## About this exercise
Your response should reproduce every line of the entries that contains the word "Value".

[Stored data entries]
################

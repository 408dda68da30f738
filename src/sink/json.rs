use std::io::Write;

use serde::Serialize;

use super::{EventSink, SinkError};
use crate::tracer::event::EventRecord;

/// One JSON object per line. `comm` and `buf` are hex-encoded since neither is
/// guaranteed to be text.
pub struct JsonSink<W: Write> {
    writer: W,
    flush_each_event: bool,
}

#[derive(Serialize)]
struct JsonEvent {
    direction: &'static str,
    pid: u32,
    tid: u32,
    time: u64,
    rawtime: u64,
    cgid: u64,
    inode: u64,
    pidtgid: u64,
    nsid: u64,
    comm: String,
    len: u32,
    buf: String,
}

impl From<&EventRecord> for JsonEvent {
    fn from(event: &EventRecord) -> Self {
        let raw = &event.raw;
        Self {
            direction: event.direction().as_str(),
            pid: event.pid(),
            tid: event.tgid(),
            time: event.wall_time_ns,
            rawtime: raw.rawtime,
            cgid: raw.cgid,
            inode: raw.inode,
            pidtgid: raw.pidtgid,
            nsid: raw.nsid,
            comm: hex::encode(raw.comm.as_bytes()),
            len: raw.len(),
            buf: hex::encode(&raw.buf),
        }
    }
}

impl<W: Write> JsonSink<W> {
    pub fn new(writer: W, flush_each_event: bool) -> Self {
        Self {
            writer,
            flush_each_event,
        }
    }

    pub fn into_inner(self) -> W {
        self.writer
    }
}

impl<W: Write + Send> EventSink for JsonSink<W> {
    fn name(&self) -> &str {
        "json"
    }

    fn handle_event(&mut self, event: &EventRecord) -> Result<(), SinkError> {
        serde_json::to_writer(&mut self.writer, &JsonEvent::from(event))?;
        self.writer.write_all(b"\n")?;
        if self.flush_each_event {
            self.writer.flush()?;
        }
        Ok(())
    }

    fn flush(&mut self) -> Result<(), SinkError> {
        self.writer.flush()?;
        Ok(())
    }
}

#[cfg(test)]
mod tests {
    use super::*;
    use crate::identity::DecodedIdentity;
    use crate::tracer::event::{Comm, Direction, RawEventRecord};

    fn event(rawtime: u64, buf: &[u8], direction: Direction) -> EventRecord {
        let raw = RawEventRecord {
            rawtime,
            cgid: 7,
            inode: 0,
            pidtgid: 11_076_720_658_963,
            nsid: 4_026_531_836,
            comm: Comm::from_bytes(b"sshd"),
            buf: buf.to_vec(),
            direction,
        };
        EventRecord {
            identity: DecodedIdentity::decode(raw.pidtgid),
            raw,
            wall_time_ns: 1_700_000_000_000_000_000 + rawtime,
        }
    }

    #[test]
    fn test_one_object_per_line() {
        let mut sink = JsonSink::new(Vec::new(), false);
        sink.handle_event(&event(1, b"e", Direction::Input)).unwrap();
        sink.handle_event(&event(2, b"e", Direction::Output)).unwrap();
        sink.flush().unwrap();

        let out = String::from_utf8(sink.into_inner()).unwrap();
        let lines: Vec<serde_json::Value> = out
            .lines()
            .map(|l| serde_json::from_str(l).unwrap())
            .collect();
        assert_eq!(lines.len(), 2);

        let first = &lines[0];
        assert_eq!(first["direction"], "INPUT");
        assert_eq!(first["pid"], 2579);
        assert_eq!(first["tid"], 2579);
        assert_eq!(first["rawtime"], 1);
        assert_eq!(first["time"], 1_700_000_000_000_000_001u64);
        assert_eq!(first["inode"], 0);
        assert_eq!(first["comm"], "73736864");
        assert_eq!(first["len"], 1);
        assert_eq!(first["buf"], "65");

        assert_eq!(lines[1]["direction"], "OUTPUT");
    }

    #[test]
    fn test_binary_payload_is_hex() {
        let mut sink = JsonSink::new(Vec::new(), true);
        sink.handle_event(&event(1, &[0x00, 0xff, 0x1b], Direction::Output))
            .unwrap();
        let out = String::from_utf8(sink.into_inner()).unwrap();
        let v: serde_json::Value = serde_json::from_str(out.trim_end()).unwrap();
        assert_eq!(v["buf"], "00ff1b");
        assert_eq!(v["len"], 3);
    }
}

################

## Response to the exercise
        let lines: Vec<serde_json::Value> = out
        let v: serde_json::Value = serde_json::from_str(out.trim_end()).unwrap();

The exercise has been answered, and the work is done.